[Stored data]
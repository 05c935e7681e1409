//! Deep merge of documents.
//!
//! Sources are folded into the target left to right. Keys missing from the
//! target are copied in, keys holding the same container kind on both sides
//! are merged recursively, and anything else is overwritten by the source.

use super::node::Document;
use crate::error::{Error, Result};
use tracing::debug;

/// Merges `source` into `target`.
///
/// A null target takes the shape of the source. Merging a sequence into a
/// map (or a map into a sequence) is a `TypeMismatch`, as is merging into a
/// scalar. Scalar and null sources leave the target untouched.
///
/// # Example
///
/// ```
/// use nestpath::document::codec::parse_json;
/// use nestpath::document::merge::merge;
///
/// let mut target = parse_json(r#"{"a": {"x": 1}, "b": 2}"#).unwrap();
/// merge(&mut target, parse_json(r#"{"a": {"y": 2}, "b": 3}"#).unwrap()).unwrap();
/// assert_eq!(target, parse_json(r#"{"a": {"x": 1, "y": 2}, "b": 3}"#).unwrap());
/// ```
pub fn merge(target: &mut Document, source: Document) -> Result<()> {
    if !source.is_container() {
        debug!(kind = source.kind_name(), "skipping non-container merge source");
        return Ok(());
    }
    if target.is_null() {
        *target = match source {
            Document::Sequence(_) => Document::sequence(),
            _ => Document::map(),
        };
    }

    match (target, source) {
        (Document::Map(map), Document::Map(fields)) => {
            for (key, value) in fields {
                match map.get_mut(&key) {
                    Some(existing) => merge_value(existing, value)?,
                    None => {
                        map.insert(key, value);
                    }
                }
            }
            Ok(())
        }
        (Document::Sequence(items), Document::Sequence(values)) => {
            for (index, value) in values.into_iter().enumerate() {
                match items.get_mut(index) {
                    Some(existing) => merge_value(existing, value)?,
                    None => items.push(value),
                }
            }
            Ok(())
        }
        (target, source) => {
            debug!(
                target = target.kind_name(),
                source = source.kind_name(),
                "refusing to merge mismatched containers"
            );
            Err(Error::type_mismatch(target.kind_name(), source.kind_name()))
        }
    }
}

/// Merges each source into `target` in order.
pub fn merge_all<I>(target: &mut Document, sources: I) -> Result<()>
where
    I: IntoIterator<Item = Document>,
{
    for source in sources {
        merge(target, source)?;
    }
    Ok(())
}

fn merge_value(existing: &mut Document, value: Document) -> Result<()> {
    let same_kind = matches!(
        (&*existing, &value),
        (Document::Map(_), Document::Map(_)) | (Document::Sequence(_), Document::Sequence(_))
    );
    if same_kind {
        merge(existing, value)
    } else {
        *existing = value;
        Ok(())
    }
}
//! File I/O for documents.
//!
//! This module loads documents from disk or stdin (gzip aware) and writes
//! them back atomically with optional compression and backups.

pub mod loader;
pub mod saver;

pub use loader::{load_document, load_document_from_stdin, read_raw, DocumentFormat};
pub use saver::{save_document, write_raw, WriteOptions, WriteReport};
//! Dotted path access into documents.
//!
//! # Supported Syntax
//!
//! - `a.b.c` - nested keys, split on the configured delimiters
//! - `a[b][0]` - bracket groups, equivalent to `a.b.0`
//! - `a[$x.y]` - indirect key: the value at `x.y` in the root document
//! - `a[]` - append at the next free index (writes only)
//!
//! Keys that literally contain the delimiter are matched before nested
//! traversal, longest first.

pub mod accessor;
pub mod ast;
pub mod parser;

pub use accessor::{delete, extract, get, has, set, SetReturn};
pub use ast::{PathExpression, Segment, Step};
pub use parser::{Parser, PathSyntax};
...
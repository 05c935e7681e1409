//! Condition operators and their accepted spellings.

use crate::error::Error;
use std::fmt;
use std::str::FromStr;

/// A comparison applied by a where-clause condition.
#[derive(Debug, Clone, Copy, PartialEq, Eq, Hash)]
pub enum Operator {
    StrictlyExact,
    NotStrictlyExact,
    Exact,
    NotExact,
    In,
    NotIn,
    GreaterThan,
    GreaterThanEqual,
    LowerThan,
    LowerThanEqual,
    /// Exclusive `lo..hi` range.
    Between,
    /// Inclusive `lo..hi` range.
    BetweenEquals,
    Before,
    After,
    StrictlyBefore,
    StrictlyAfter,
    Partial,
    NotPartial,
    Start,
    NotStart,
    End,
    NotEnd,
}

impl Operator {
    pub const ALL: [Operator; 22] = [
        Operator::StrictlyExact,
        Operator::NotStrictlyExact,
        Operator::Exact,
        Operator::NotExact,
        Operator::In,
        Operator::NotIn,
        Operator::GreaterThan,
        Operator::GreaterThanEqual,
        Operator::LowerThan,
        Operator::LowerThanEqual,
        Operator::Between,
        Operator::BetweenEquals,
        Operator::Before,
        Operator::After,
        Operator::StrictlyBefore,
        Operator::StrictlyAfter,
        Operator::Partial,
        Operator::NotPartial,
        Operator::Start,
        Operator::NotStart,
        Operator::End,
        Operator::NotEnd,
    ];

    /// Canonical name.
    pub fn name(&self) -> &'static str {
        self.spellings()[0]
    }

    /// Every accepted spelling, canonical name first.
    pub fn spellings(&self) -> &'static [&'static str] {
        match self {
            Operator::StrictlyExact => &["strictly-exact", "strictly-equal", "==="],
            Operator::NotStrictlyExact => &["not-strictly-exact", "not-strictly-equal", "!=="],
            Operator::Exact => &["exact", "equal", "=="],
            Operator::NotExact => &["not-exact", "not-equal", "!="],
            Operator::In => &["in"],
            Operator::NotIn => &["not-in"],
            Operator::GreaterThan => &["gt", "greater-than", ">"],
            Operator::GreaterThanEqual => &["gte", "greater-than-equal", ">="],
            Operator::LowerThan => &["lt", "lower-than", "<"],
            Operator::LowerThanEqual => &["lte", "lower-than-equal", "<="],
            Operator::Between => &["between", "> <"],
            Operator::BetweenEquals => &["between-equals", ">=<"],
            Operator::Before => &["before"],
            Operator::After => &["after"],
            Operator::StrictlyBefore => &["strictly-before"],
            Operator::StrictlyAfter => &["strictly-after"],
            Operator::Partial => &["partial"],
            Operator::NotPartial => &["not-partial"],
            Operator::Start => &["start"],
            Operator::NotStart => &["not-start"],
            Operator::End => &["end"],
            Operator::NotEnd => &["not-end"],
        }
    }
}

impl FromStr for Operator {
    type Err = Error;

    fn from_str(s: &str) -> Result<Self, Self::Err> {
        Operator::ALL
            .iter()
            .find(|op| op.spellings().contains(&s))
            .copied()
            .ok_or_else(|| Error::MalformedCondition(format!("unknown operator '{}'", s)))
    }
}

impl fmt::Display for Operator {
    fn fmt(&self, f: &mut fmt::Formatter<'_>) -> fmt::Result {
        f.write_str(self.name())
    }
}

**Exercise objective**
Check each line above for the string "writes" and copy the ones that have it.

**Written solution**
//! This module loads documents from disk or stdin (gzip aware) and writes
//! - `a[]` - append at the next free index (writes only)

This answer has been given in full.